### Activity
Copies of all lines containing the string "normalized" are needed from the data below.

### Information
//! Sandbox file tools. Every path is resolved against the sandbox root before
//! any I/O, and every mutation goes through a [`PatchOperation`] computed
//! fully in memory before the single write or removal.

use std::path::{Path, PathBuf};

use base64::Engine;
use chat_agent_error::ChatAgentError;
use chat_agent_patch::{unified_diff, PatchError, PatchKind, PatchOperation};
use serde_json::{json, Value};

use super::{positive_int, required_str, ToolContext};
use crate::sandbox::{display_path, resolve_path};

const MAX_READ_LINES: usize = 10_000;

fn target(
    ctx: &ToolContext<'_>,
    args: &Value,
    tool: &str,
) -> Result<(PathBuf, String), ChatAgentError> {
    let raw = required_str(args, &["path", "file_path"], tool)?;
    let path = resolve_path(ctx.sandbox.root(), raw)?;
    let shown = display_path(ctx.sandbox.root(), &path);
    Ok((path, shown))
}

fn patch_error(path: &str, err: PatchError) -> ChatAgentError {
    ChatAgentError::PatchFailed {
        message: format!("{path}: {err}"),
    }
}

/// Reads the current text of `path`. `Ok(None)` means the file does not
/// exist; binary content is an argument error for text tools.
async fn current_text(
    ctx: &ToolContext<'_>,
    path: &Path,
    shown: &str,
    tool: &str,
) -> Result<Option<String>, ChatAgentError> {
    match ctx.sandbox.read_file(path).await {
        Ok(bytes) => String::from_utf8(bytes).map(Some).map_err(|_| {
            ChatAgentError::invalid(format!("{tool} only supports text files: {shown}"))
        }),
        Err(ChatAgentError::FileNotFound { .. }) => Ok(None),
        Err(err) => Err(err),
    }
}

pub(crate) async fn read(ctx: &ToolContext<'_>, args: &Value) -> Result<Value, ChatAgentError> {
    let (path, shown) = target(ctx, args, "Read")?;
    let offset = positive_int(args, "offset").unwrap_or(1);
    let limit = positive_int(args, "limit").map(|limit| limit.min(MAX_READ_LINES));

    let bytes = ctx.sandbox.read_file(&path).await?;
    let text = match String::from_utf8(bytes) {
        Ok(text) => text,
        Err(err) => {
            return Ok(json!({
                "success": true,
                "file_path": shown,
                "is_binary": true,
                "content": base64::engine::general_purpose::STANDARD.encode(err.into_bytes()),
                "content_encoding": "base64",
            }));
        }
    };

    let normalized = text.replace("\r\n", "\n");
    let lines: Vec<&str> = normalized.split('\n').collect();
    let total = lines.len();
    let selected: Vec<&str> = lines
        .iter()
        .skip(offset - 1)
        .take(limit.unwrap_or(usize::MAX))
        .copied()
        .collect();
    Ok(json!({
        "success": true,
        "file_path": shown,
        "is_binary": false,
        "content": selected.join("\n"),
        "offset": offset,
        "limit": limit,
        "total_lines": total,
        "returned_lines": selected.len(),
    }))
}

pub(crate) async fn edit(ctx: &ToolContext<'_>, args: &Value) -> Result<Value, ChatAgentError> {
    let (path, shown) = target(ctx, args, "Edit")?;
    let old = args
        .get("old_string")
        .and_then(Value::as_str)
        .filter(|old| !old.is_empty())
        .ok_or_else(|| ChatAgentError::invalid("old_string is required for Edit"))?;
    let new = args
        .get("new_string")
        .and_then(Value::as_str)
        .ok_or_else(|| ChatAgentError::invalid("new_string must be a string (it may be empty)"))?;
    if old == new {
        return Err(ChatAgentError::invalid("new_string must differ from old_string"));
    }
    let replace_all = args
        .get("replace_all")
        .and_then(Value::as_bool)
        .unwrap_or(false);

    let current = current_text(ctx, &path, &shown, "Edit")
        .await?
        .ok_or(ChatAgentError::FileNotFound {
            path: shown.clone(),
        })?;
    let matches = current.matches(old).count();
    if matches == 0 {
        return Err(ChatAgentError::invalid(format!(
            "old_string was not found in {shown}"
        )));
    }
    if matches > 1 && !replace_all {
        return Err(ChatAgentError::invalid(format!(
            "old_string matches {matches} times in {shown}; pass replace_all=true or make it more specific"
        )));
    }

    let (next, replacements) = if replace_all {
        (current.replace(old, new), matches)
    } else {
        (current.replacen(old, new, 1), 1)
    };
    let diff = unified_diff(&current, &next);
    let operation = PatchOperation::update(shown.clone(), diff.text);
    let rendered = operation
        .render(Some(&current))
        .map_err(|err| patch_error(&shown, err))?
        .unwrap_or_default();
    ctx.sandbox.write_file(&path, rendered.as_bytes()).await?;
    tracing::info!(
        chat_id = ctx.chat_id,
        path = %shown,
        replacements,
        added = diff.added,
        removed = diff.removed,
        "file edited"
    );
    Ok(json!({
        "success": true,
        "file_path": shown,
        "replacements": replacements,
        "added": diff.added,
        "removed": diff.removed,
        "status": "completed",
    }))
}

pub(crate) async fn write(ctx: &ToolContext<'_>, args: &Value) -> Result<Value, ChatAgentError> {
    let (path, shown) = target(ctx, args, "Write")?;
    let content = args
        .get("content")
        .and_then(Value::as_str)
        .ok_or_else(|| ChatAgentError::invalid("content must be a string (it may be empty)"))?;

    let current = current_text(ctx, &path, &shown, "Write").await?;
    if current.as_deref() == Some(content) {
        return Ok(json!({
            "success": true,
            "file_path": shown,
            "status": "completed",
            "changed": false,
            "output": "no changes needed",
        }));
    }

    let before = current.as_deref().unwrap_or_default();
    let diff = unified_diff(before, content);
    let operation = match current {
        Some(_) => PatchOperation::update(shown.clone(), diff.text.clone()),
        None => PatchOperation::create(shown.clone(), diff.text.clone()),
    };
    // An empty new file has an empty diff, which render rejects.
    let rendered = if diff.is_empty() {
        content.to_string()
    } else {
        operation
            .render(current.as_deref())
            .map_err(|err| patch_error(&shown, err))?
            .unwrap_or_default()
    };
    ctx.sandbox.write_file(&path, rendered.as_bytes()).await?;
    tracing::info!(
        chat_id = ctx.chat_id,
        path = %shown,
        operation = operation.kind.as_str(),
        "file written"
    );
    Ok(json!({
        "success": true,
        "file_path": shown,
        "status": "completed",
        "changed": true,
        "operation": operation.kind.as_str(),
        "added": diff.added,
        "removed": diff.removed,
    }))
}

pub(crate) async fn delete(ctx: &ToolContext<'_>, args: &Value) -> Result<Value, ChatAgentError> {
    let (path, shown) = target(ctx, args, "Delete")?;
    let operation = PatchOperation::delete(shown.clone());
    let removed = commit(ctx, &path, &shown, &operation).await?;
    tracing::info!(chat_id = ctx.chat_id, path = %shown, removed, "file deleted");
    Ok(json!({
        "success": true,
        "file_path": shown,
        "status": "completed",
        "deleted": removed,
    }))
}

/// Renders `operation` against the current content and performs its one disk
/// change. Returns whether anything on disk changed.
async fn commit(
    ctx: &ToolContext<'_>,
    path: &Path,
    shown: &str,
    operation: &PatchOperation,
) -> Result<bool, ChatAgentError> {
    let current = match operation.kind {
        PatchKind::CreateFile => None,
        PatchKind::UpdateFile => Some(
            current_text(ctx, path, shown, "apply_patch")
                .await?
                .ok_or(ChatAgentError::FileNotFound {
                    path: shown.to_string(),
                })?,
        ),
        PatchKind::DeleteFile => return ctx.sandbox.remove_file(path).await,
    };
    let rendered = operation
        .render(current.as_deref())
        .map_err(|err| patch_error(shown, err))?
        .unwrap_or_default();
    ctx.sandbox.write_file(path, rendered.as_bytes()).await?;
    Ok(true)
}

/// Applies one provider patch operation, given either inline
/// (`{type, path, diff}`) or wrapped as `{operation: {...}}`.
pub(crate) async fn apply_patch(
    ctx: &ToolContext<'_>,
    args: &Value,
) -> Result<Value, ChatAgentError> {
    let raw = args.get("operation").unwrap_or(args).clone();
    let operation: PatchOperation = serde_json::from_value(raw)
        .map_err(|err| ChatAgentError::invalid(format!("invalid patch operation: {err}")))?;
    let path = resolve_path(ctx.sandbox.root(), &operation.path)?;
    let shown = display_path(ctx.sandbox.root(), &path);

    let changed = commit(ctx, &path, &shown, &operation).await?;
    let output = match operation.kind {
        PatchKind::DeleteFile if !changed => format!("{shown} did not exist"),
        PatchKind::DeleteFile => format!("deleted {shown}"),
        PatchKind::CreateFile => format!("created {shown}"),
        PatchKind::UpdateFile => format!("updated {shown}"),
    };
    tracing::info!(
        chat_id = ctx.chat_id,
        path = %shown,
        operation = operation.kind.as_str(),
        "patch applied"
    );
    Ok(json!({
        "success": true,
        "status": "completed",
        "file_path": shown,
        "output": output,
    }))
}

### Exercise output
    let normalized = text.replace("\r\n", "\n");
    let lines: Vec<&str> = normalized.split('\n').collect();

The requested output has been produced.